All five define personal information as data linkable to an individual, going beyond breach-notification definitions. California uniquely includes household and employment data. Common exclusions: deidentified data, publicly available data, aggregate data, employee data, and federally regulated data.
In all five states, personal information means data that can be associated or linked with a particular individual - broader than the narrow definition in breach-notification laws. California uniquely extends it to the consumer's household and is the only state to include employment data.
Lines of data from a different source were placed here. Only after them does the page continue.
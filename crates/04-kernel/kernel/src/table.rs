//! Bookkeeping for every process the kernel has spawned.

use intent::IntentPriority;
use parking_lot::Mutex;
use scheduler::{Process, ProcessId};
use serde::Serialize;
use std::collections::{HashMap, VecDeque};
use std::fmt;

/// Where a process is in its life.
#[derive(Clone, Copy, Debug, PartialEq, Eq, Hash, Serialize)]
#[serde(rename_all = "SCREAMING_SNAKE_CASE")]
pub enum ProcessStatus {
    /// Waiting in the scheduler.
    Pending,
    /// Handed to a worker.
    Running,
    /// Action returned `Ok`.
    Completed,
    /// Action returned an error or panicked.
    Failed,
}

impl ProcessStatus {
    /// Upper-case name used in handler responses.
    pub fn name(self) -> &'static str {
        match self {
            ProcessStatus::Pending => "PENDING",
            ProcessStatus::Running => "RUNNING",
            ProcessStatus::Completed => "COMPLETED",
            ProcessStatus::Failed => "FAILED",
        }
    }

    /// `Completed` or `Failed`.
    pub fn is_finished(self) -> bool {
        matches!(self, ProcessStatus::Completed | ProcessStatus::Failed)
    }
}

impl fmt::Display for ProcessStatus {
    fn fmt(&self, f: &mut fmt::Formatter<'_>) -> fmt::Result {
        f.write_str(self.name())
    }
}

/// Externally visible view of one tracked process.
#[derive(Clone, Debug, PartialEq, Eq, Serialize)]
pub struct ProcessRecord {
    /// Process id.
    pub id: String,
    /// Id of the intent the process executes.
    pub intent_id: String,
    /// Intent type name.
    pub intent_type: String,
    /// Scheduling priority.
    pub priority: IntentPriority,
    /// Current status.
    pub status: ProcessStatus,
    /// Failure message once the process has failed.
    pub error: Option<String>,
}

impl ProcessRecord {
    fn pending(process: &Process) -> Self {
        let intent = process.intent();
        Self {
            id: process.id().to_string(),
            intent_id: intent.id().to_string(),
            intent_type: intent.intent_type().to_string(),
            priority: process.priority(),
            status: ProcessStatus::Pending,
            error: None,
        }
    }
}

/// Thread-safe map from process id to its record.
///
/// With a retention limit, only the newest `retention` finished records are
/// kept; older ones are forgotten as new processes finish. Pending and
/// running records are never evicted.
#[derive(Default)]
pub struct ProcessTable {
    inner: Mutex<TableInner>,
    retention: Option<usize>,
}

#[derive(Default)]
struct TableInner {
    records: HashMap<ProcessId, ProcessRecord>,
    // Finish order, oldest first.
    finished: VecDeque<ProcessId>,
}

impl ProcessTable {
    /// Creates an empty table that keeps every record until pruned.
    pub fn new() -> Self {
        Self::default()
    }

    /// Creates an empty table keeping at most `retention` finished records.
    pub fn with_retention(retention: Option<usize>) -> Self {
        Self {
            inner: Mutex::default(),
            retention,
        }
    }

    /// Finished-record limit, if any.
    pub fn retention(&self) -> Option<usize> {
        self.retention
    }

    /// Starts tracking `process` as pending.
    pub fn track(&self, process: &Process) {
        self.inner
            .lock()
            .records
            .insert(process.id().clone(), ProcessRecord::pending(process));
    }

    /// Moves a tracked process to `status`; unknown ids are ignored.
    pub fn set_status(&self, id: &ProcessId, status: ProcessStatus, error: Option<String>) {
        let mut inner = self.inner.lock();
        let Some(record) = inner.records.get_mut(id) else {
            return;
        };
        let was_finished = record.status.is_finished();
        record.status = status;
        record.error = error;
        if status.is_finished() && !was_finished {
            inner.finished.push_back(id.clone());
            if let Some(limit) = self.retention {
                while inner.finished.len() > limit {
                    if let Some(oldest) = inner.finished.pop_front() {
                        inner.records.remove(&oldest);
                    }
                }
            }
        }
    }

    /// Record for `id`, if tracked.
    pub fn get(&self, id: &ProcessId) -> Option<ProcessRecord> {
        self.inner.lock().records.get(id).cloned()
    }

    /// Status for `id`, if tracked.
    pub fn status(&self, id: &ProcessId) -> Option<ProcessStatus> {
        self.inner.lock().records.get(id).map(|record| record.status)
    }

    /// Number of tracked processes.
    pub fn len(&self) -> usize {
        self.inner.lock().records.len()
    }

    /// Returns `true` when nothing is tracked.
    pub fn is_empty(&self) -> bool {
        self.inner.lock().records.is_empty()
    }

    /// Number of tracked processes in `status`.
    pub fn count(&self, status: ProcessStatus) -> usize {
        self.inner
            .lock()
            .records
            .values()
            .filter(|record| record.status == status)
            .count()
    }

    /// Forgets finished processes; returns how many were removed.
    pub fn prune_finished(&self) -> usize {
        let mut inner = self.inner.lock();
        let before = inner.records.len();
        inner.records.retain(|_, record| !record.status.is_finished());
        inner.finished.clear();
        before - inner.records.len()
    }
}
//! Category, priority, and lifecycle enums for intents.

use serde::{Deserialize, Serialize};
use std::fmt;

/// Discrete work categories an intent can carry.
#[derive(Clone, Debug, PartialEq, Eq, Hash, Serialize, Deserialize)]
#[serde(rename_all = "SCREAMING_SNAKE_CASE")]
pub enum IntentType {
    /// Liveness ping; usually handled by nobody.
    Heartbeat,
    /// Command line forwarded from an interactive shell.
    ShellCommand,
    /// Ask the kernel to spawn a process.
    ProcessSpawn,
    /// Query the status of a spawned process.
    ProcessStatus,
    /// Inject a thought into an external reasoning component.
    BrainThink,
    /// Ask an external reasoning component for a decision.
    BrainDecide,
    /// Aggregate health across registered components.
    HealthCheck,
    /// Application-defined category.
    Custom(String),
}

impl IntentType {
    /// Stable name used in observability records.
    pub fn name(&self) -> &str {
        match self {
            IntentType::Heartbeat => "HEARTBEAT",
            IntentType::ShellCommand => "SHELL_COMMAND",
            IntentType::ProcessSpawn => "PROCESS_SPAWN",
            IntentType::ProcessStatus => "PROCESS_STATUS",
            IntentType::BrainThink => "BRAIN_THINK",
            IntentType::BrainDecide => "BRAIN_DECIDE",
            IntentType::HealthCheck => "HEALTH_CHECK",
            IntentType::Custom(name) => name,
        }
    }
}

impl fmt::Display for IntentType {
    fn fmt(&self, f: &mut fmt::Formatter<'_>) -> fmt::Result {
        f.write_str(self.name())
    }
}

/// Priority class for intent scheduling (`Critical` is highest).
///
/// Declaration order is significant: the derived `Ord` ranks
/// `Deferred < Low < Normal < High < Critical`.
#[derive(
    Clone, Copy, Debug, Default, PartialEq, Eq, PartialOrd, Ord, Hash, Serialize, Deserialize,
)]
#[serde(rename_all = "SCREAMING_SNAKE_CASE")]
pub enum IntentPriority {
    /// Below `Low`; runs only when nothing else is ready.
    Deferred,
    /// Background or maintenance work.
    Low,
    /// Default class for ordinary work.
    #[default]
    Normal,
    /// User-facing work that should jump the line.
    High,
    /// Latency-critical work.
    Critical,
}

impl IntentPriority {
    /// All priorities from highest to lowest.
    pub const DESCENDING: [IntentPriority; 5] = [
        IntentPriority::Critical,
        IntentPriority::High,
        IntentPriority::Normal,
        IntentPriority::Low,
        IntentPriority::Deferred,
    ];

    /// Bucket index where `Critical` is 0 and `Deferred` is 4.
    pub fn index(self) -> usize {
        match self {
            IntentPriority::Critical => 0,
            IntentPriority::High => 1,
            IntentPriority::Normal => 2,
            IntentPriority::Low => 3,
            IntentPriority::Deferred => 4,
        }
    }

    /// Cycles through every class, used by load generators.
    pub fn from_ordinal(n: usize) -> Self {
        match n % 5 {
            0 => IntentPriority::Deferred,
            1 => IntentPriority::Low,
            2 => IntentPriority::Normal,
            3 => IntentPriority::High,
            _ => IntentPriority::Critical,
        }
    }

    pub fn name(self) -> &'static str {
        match self {
            IntentPriority::Deferred => "DEFERRED",
            IntentPriority::Low => "LOW",
            IntentPriority::Normal => "NORMAL",
            IntentPriority::High => "HIGH",
            IntentPriority::Critical => "CRITICAL",
        }
    }
}

impl fmt::Display for IntentPriority {
    fn fmt(&self, f: &mut fmt::Formatter<'_>) -> fmt::Result {
        f.write_str(self.name())
    }
}

/// Lifecycle of an intent: `Created -> Queued -> Processing -> {Completed | Failed}`.
#[derive(Clone, Copy, Debug, Default, PartialEq, Eq, Hash, Serialize, Deserialize)]
#[serde(rename_all = "SCREAMING_SNAKE_CASE")]
pub enum IntentState {
    #[default]
    Created,
    Queued,
    Processing,
    Completed,
    Failed,
}

impl IntentState {
    /// Position along the lifecycle; both terminal states share the last rank.
    pub fn rank(self) -> u8 {
        match self {
            IntentState::Created => 0,
            IntentState::Queued => 1,
            IntentState::Processing => 2,
            IntentState::Completed | IntentState::Failed => 3,
        }
    }

    pub fn is_terminal(self) -> bool {
        matches!(self, IntentState::Completed | IntentState::Failed)
    }

    /// Transitions must strictly advance the rank.
    pub fn can_advance_to(self, next: IntentState) -> bool {
        next.rank() > self.rank()
    }
}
Exclusions from personal information
Exclusion
Which states
Deidentified data
All five
Publicly available information
All five
Federally regulated data (HIPAA, GLBA, FCRA, DPPA)
All five (generally)
Aggregate data
California, Utah, Virginia (explicitly)
Employee/employment data
Connecticut, Utah, Virginia exclude it; Colorado limits it to employment records
⚠️ Aggregate data is not universal
While deidentified and publicly available data are excluded by all five, aggregate data is explicitly excluded only by California, Utah, and Virginia. Don't assume all exclusions are uniform.
Key terms - quick answers
What is “Personal information”?
Any data that can be associated or linked with a particular individual; California also covers household and employment data.
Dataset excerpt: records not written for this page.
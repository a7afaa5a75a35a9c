//! Named thread groups with bounded joins.

use crossbeam_channel::{unbounded, Receiver, Sender};
use log::{debug, warn};
use std::thread::{self, JoinHandle};
use std::time::Instant;

use crate::error::{BusError, BusResult};

// Sends on drop so unwinding threads still report their exit.
struct ExitSignal(Sender<()>);

impl Drop for ExitSignal {
    fn drop(&mut self) {
        let _ = self.0.send(());
    }
}

/// A set of named OS threads that can be joined against a deadline.
///
/// Rust threads cannot be cancelled, so threads still running when the
/// deadline passes are detached and reported.
pub struct ThreadGroup {
    label: String,
    handles: Vec<JoinHandle<()>>,
    exits_tx: Sender<()>,
    exits_rx: Receiver<()>,
}

impl ThreadGroup {
    /// Creates an empty group; `label` prefixes log messages.
    pub fn new(label: impl Into<String>) -> Self {
        let (exits_tx, exits_rx) = unbounded();
        Self {
            label: label.into(),
            handles: Vec::new(),
            exits_tx,
            exits_rx,
        }
    }

    /// Number of threads spawned into the group.
    pub fn len(&self) -> usize {
        self.handles.len()
    }

    /// Returns `true` when no thread has been spawned.
    pub fn is_empty(&self) -> bool {
        self.handles.is_empty()
    }

    /// Spawns `body` on a new thread called `name`.
    pub fn spawn<F>(&mut self, name: impl Into<String>, body: F) -> BusResult<()>
    where
        F: FnOnce() + Send + 'static,
    {
        let name = name.into();
        let signal = ExitSignal(self.exits_tx.clone());
        let handle = thread::Builder::new()
            .name(name.clone())
            .spawn(move || {
                let _signal = signal;
                body();
            })
            .map_err(|source| BusError::Spawn { name, source })?;
        self.handles.push(handle);
        Ok(())
    }

    /// Waits until every thread exits or `deadline` passes.
    ///
    /// Returns `true` when all threads were joined.
    pub fn join_until(self, deadline: Instant) -> bool {
        let total = self.handles.len();
        for exited in 0..total {
            if self.exits_rx.recv_deadline(deadline).is_err() {
                warn!(
                    "{}: {} of {} threads still running after grace period; detaching",
                    self.label,
                    total - exited,
                    total
                );
                return false;
            }
        }
        for handle in self.handles {
            if handle.join().is_err() {
                warn!("{}: thread panicked before exit", self.label);
            }
        }
        debug!("{}: joined {} threads", self.label, total);
        true
    }
}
What is “Deidentified data”?
Data that cannot reasonably be associated or linked with a particular individual; excluded by all five states.
What is “Publicly available information”?
Information lawfully made available by federal, state, or local governments; excluded by all five states.
What is “Aggregate data”?
Information about a group of consumers with individual identities removed so it is not reasonably linkable to a consumer; explicitly excluded by California, Utah, and Virginia.